Woody: Neanderthals get IQ boost
Wednesday, March 29, 2017 9:23 am
By LARRY WOODY
According to a recent scientific discovery, Neanderthals may not have been as dumb as we thought, which means there still might be hope for my boyhood buddy Booger Johnson.
Booger once took an IQ test that indicated he was, intellectually speaking a box of gravel. (The first hint came when Booger misspelled "IQ" when filling out the test application.)
On the line that asked SEX? he wrote, "Sure, why not?"
Booger drifted through a series of dead-end jobs -- ditch digger, chicken plucker, septic tank cleaner -- until, driven by desperation, he finally found something he could handle, and today he is serving his 6th term as a U.S. Senator.
I'm kidding. There is no Senator Booger. Unfortunately!
But the IQ tests were wrong about Booger being a bulb shy a Christmas tree, or that his paddle didn't reach all the way to the water. It was simply his talents leaned toward the esoteric.
If you wanted someone to skin a possum, for example, Booger was your man.
The same goes for Neanderthals. Just because they lived in a cave, tended to forget their wife's birthday, and didn't attend a snooty Ivy League school doesn't mean they were short on brain-power. They could grunt, scratch and spit, which made them suited for major league baseball.

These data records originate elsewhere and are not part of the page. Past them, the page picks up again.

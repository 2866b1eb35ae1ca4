//! Day 10: puzzle not yet released.

use crate::solution::Solution;
use crate::util::{self, ParseError};

/// Scaffold solution for day 10.
#[derive(Debug, Default, Clone, Copy)]
pub struct Day10;

impl Solution for Day10 {
    type Parsed = Vec<String>;

    fn parse(&self, input: &str) -> Result<Self::Parsed, ParseError> {
        Ok(util::read_lines(input).into_iter().map(str::to_owned).collect())
    }

    fn part_one(&self, _data: &Self::Parsed) -> Option<String> {
        // TODO: implement once the day 10 puzzle unlocks
        None
    }

    fn part_two(&self, _data: &Self::Parsed) -> Option<String> {
        // TODO: implement once the day 10 puzzle unlocks
        None
    }
}
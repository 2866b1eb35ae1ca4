//! Day 9: puzzle not yet released.

use crate::solution::Solution;
use crate::util::{self, ParseError};

/// Scaffold solution for day 9.
#[derive(Debug, Default, Clone, Copy)]
pub struct Day09;

impl Solution for Day09 {
    type Parsed = Vec<String>;

    fn parse(&self, input: &str) -> Result<Self::Parsed, ParseError> {
        Ok(util::read_lines(input).into_iter().map(str::to_owned).collect())
    }

    fn part_one(&self, _data: &Self::Parsed) -> Option<String> {
        // TODO: implement once the day 9 puzzle unlocks
        None
    }

    fn part_two(&self, _data: &Self::Parsed) -> Option<String> {
        // TODO: implement once the day 9 puzzle unlocks
        None
    }
}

Nevertheless, when we modern-day humans do something really dumb we're called a "Neanderthal." (The time my deer-hunting buddy Earle tossed his camo pants in the family wash with a bottle of Hot Doe Urine Scent in the pocket comes to mind.)
Now scientists are re-thinking the dumb-as-rocks theory -- about Neanderthals, I mean. They're still fairly certain about Earle.
In a cave in France a team of explorers recently came across some stone formations that appear to have been hand-crafted around the time of the Neanderthals. The tribe inhabited the cave 45,000 years before the arrival of modern humans, who got held up at the airport.
The mysterious stone stalagmites were broken off "in some kind of ritual" according to one of the scientists, which would indicate an advanced thought process. (Another theory is the stalagmites might have been broken by a gang of rambunctious Neanderthal teenagers who threw a cave party when their parents were out of town.)
Also on the cave wall were scribblings that indicated an early, primitive form of math:
If four Neanderthals are walking through the forest and a saber-tooth tiger eats one, how many Neanderthals are left?
Or: if Org has three wives and Gork has five wives, how many wives will Org have after he conks Gork on the head and takes his?
Other cave drawings suggest a prehistoric sense of humor: a traveling Neanderthal salesman stops at a farmhouse asks to spend the night. The farmer, who has a pretty daughter, says, well, OK, but -- (the punch line is smudged out.)
And: how many Neanderthals does it take to screw in a light bulb, once the light bulb is invented?
Scientists caution it's too soon to jump to conclusions about the Neanderthals' intelligence; even though Neanderthals lived and worked as a cohesive family unit, so do the Kardashians.
But at least there is a chance that, contrary to what was once believed, Neanderthals weren't a bunch of knot-headed, knuckle-dragging doofuses. We arrived much later.